Medical Alert Systems
Most of us have seen commercials showing an older person falling and not being able to get up, or even crawl to the phone. They’re only able to call desperately for help, apparently unheard by anyone. The commercials may be over dramatized or not, but the message is, as they say, spot on! A medical alert system with you all the time is not a bad idea. It allows you to call for help to someone who can hear you and who will bring help.
According to the U.S. Centers for Disease Control and Prevention:
- One-fourth of Americans aged 65+ falls each year.
- Every 11 seconds, an older adult is treated in the emergency room for a fall; every 19 minutes, an older adult dies from a fall.
- Falls are the leading cause of fatal injury and the most common cause of nonfatal trauma-related hospital admissions among older adults.

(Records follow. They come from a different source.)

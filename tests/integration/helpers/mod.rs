// Copyright (c) 2025 Kirky.X
//
// Licensed under the MIT License
// See LICENSE file in the project root for full license information.

pub mod mock_queue;

use harvestr::config::settings::{DatabaseSettings, ScrapingSettings, DEFAULT_USER_AGENT};
use harvestr::engines::reqwest_engine::ReqwestFetcher;
use harvestr::engines::scrape_engine::ScrapeEngine;
use harvestr::infrastructure::repositories::article_repo_impl::ArticleRepositoryImpl;
use harvestr::workers::scrape_worker::ScrapeWorker;
use mock_queue::MockTaskQueue;
use std::sync::Arc;
use std::time::Duration;
use tokio_util::sync::CancellationToken;
use wiremock::matchers::{method, path};
use wiremock::{Mock, MockServer, ResponseTemplate};

pub const ARTICLE_PATH: &str = "/articles/rust";
pub const SLOW_PATH: &str = "/articles/slow";

/// 单连接的内存SQLite仓库，已执行迁移
pub async fn memory_repository() -> Arc<ArticleRepositoryImpl> {
    let settings = DatabaseSettings {
        url: "sqlite::memory:".to_string(),
        max_connections: Some(1),
        min_connections: None,
        connect_timeout: Some(5),
        idle_timeout: None,
        connect_attempts: 1,
        connect_retry_delay_ms: 10,
    };
    Arc::new(
        ArticleRepositoryImpl::connect(&settings)
            .await
            .expect("Failed to create in-memory repository"),
    )
}

pub fn article_html() -> String {
    let paragraph = "Ownership lets Rust make memory safety guarantees without a garbage collector. "
        .repeat(3);
    format!(
        "<html><head><title>Understanding Ownership</title></head>\
         <body><nav>Home</nav><article><h1>Ownership</h1><p>{paragraph}</p></article>\
         <script>track();</script></body></html>"
    )
}

/// 一个正常页面和一个总是超时的页面
pub async fn start_site() -> MockServer {
    let server = MockServer::start().await;

    Mock::given(method("GET"))
        .and(path(ARTICLE_PATH))
        .respond_with(
            ResponseTemplate::new(200)
                .insert_header("content-type", "text/html; charset=utf-8")
                .set_body_string(article_html()),
        )
        .mount(&server)
        .await;

    Mock::given(method("GET"))
        .and(path(SLOW_PATH))
        .respond_with(ResponseTemplate::new(200).set_delay(Duration::from_secs(5)))
        .mount(&server)
        .await;

    server
}

pub fn fast_scraping_settings() -> ScrapingSettings {
    ScrapingSettings {
        timeout_secs: 1,
        max_retries: 2,
        delay_between_requests: 0.1,
        user_agent: DEFAULT_USER_AGENT.to_string(),
    }
}

pub struct Pipeline {
    pub queue: Arc<MockTaskQueue>,
    pub repository: Arc<ArticleRepositoryImpl>,
    pub worker: ScrapeWorker<MockTaskQueue, ArticleRepositoryImpl>,
    pub shutdown: CancellationToken,
}

/// 组装真实HTTP获取器、内存队列和内存SQLite的完整流程
pub async fn pipeline() -> Pipeline {
    let shutdown = CancellationToken::new();
    let queue = Arc::new(MockTaskQueue::new(shutdown.clone()));
    let repository = memory_repository().await;

    let settings = fast_scraping_settings();
    let fetcher = ReqwestFetcher::new(&settings.user_agent).expect("Failed to build client");
    let engine = ScrapeEngine::new(Arc::new(fetcher), &settings).expect("Failed to build engine");

    let worker = ScrapeWorker::new(
        queue.clone(),
        repository.clone(),
        Arc::new(engine),
        Duration::from_millis(100),
    );

    Pipeline {
        queue,
        repository,
        worker,
        shutdown,
    }
}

- Falls result in more than 2.8 million injuries treated in emergency departments annually, including over 800,000 hospitalizations and more than 27,000 deaths.
- In 2013, the total cost of fall injuries was $34 billion.
- The financial toll for older adult falls is expected to increase as the population ages and may reach $67.7 billion by 2020.
- Falls, with or without injury, also carry a heavy quality of life impact. A growing number of older adults fear falling and, as a result, limit their activities and social engagements. This can result in further physical decline, depression, social isolation, and feelings of helplessness.
If one out of every four seniors are going to fall sometime in our golden years it doesn’t make a lot of sense to assume we’re going to be one of the three who won’t. What does make sense is to try to do everything we can to avoid that unexpected trip to the floor I’m reminded of the joke about the old guy who says whenever I get down on the floor to pick something up I stay there awhile to make sure I haven’t missed anything. That may be humorous because the man intended to be on the floor. It’s not so funny when we didn’t plan to make the trip.
Then there’s the fear factor. The sheer fear of falling takes it own tole. We’re defensively less active, less involved socially, less emotionally secure and on and on. In a nut shell we don’t enjoy life as much as we should.
We’ll the point of all of this is that falling is something we should do our best to avoid, but be prepared for anyway—be prepared to get back up and keep on keeping on!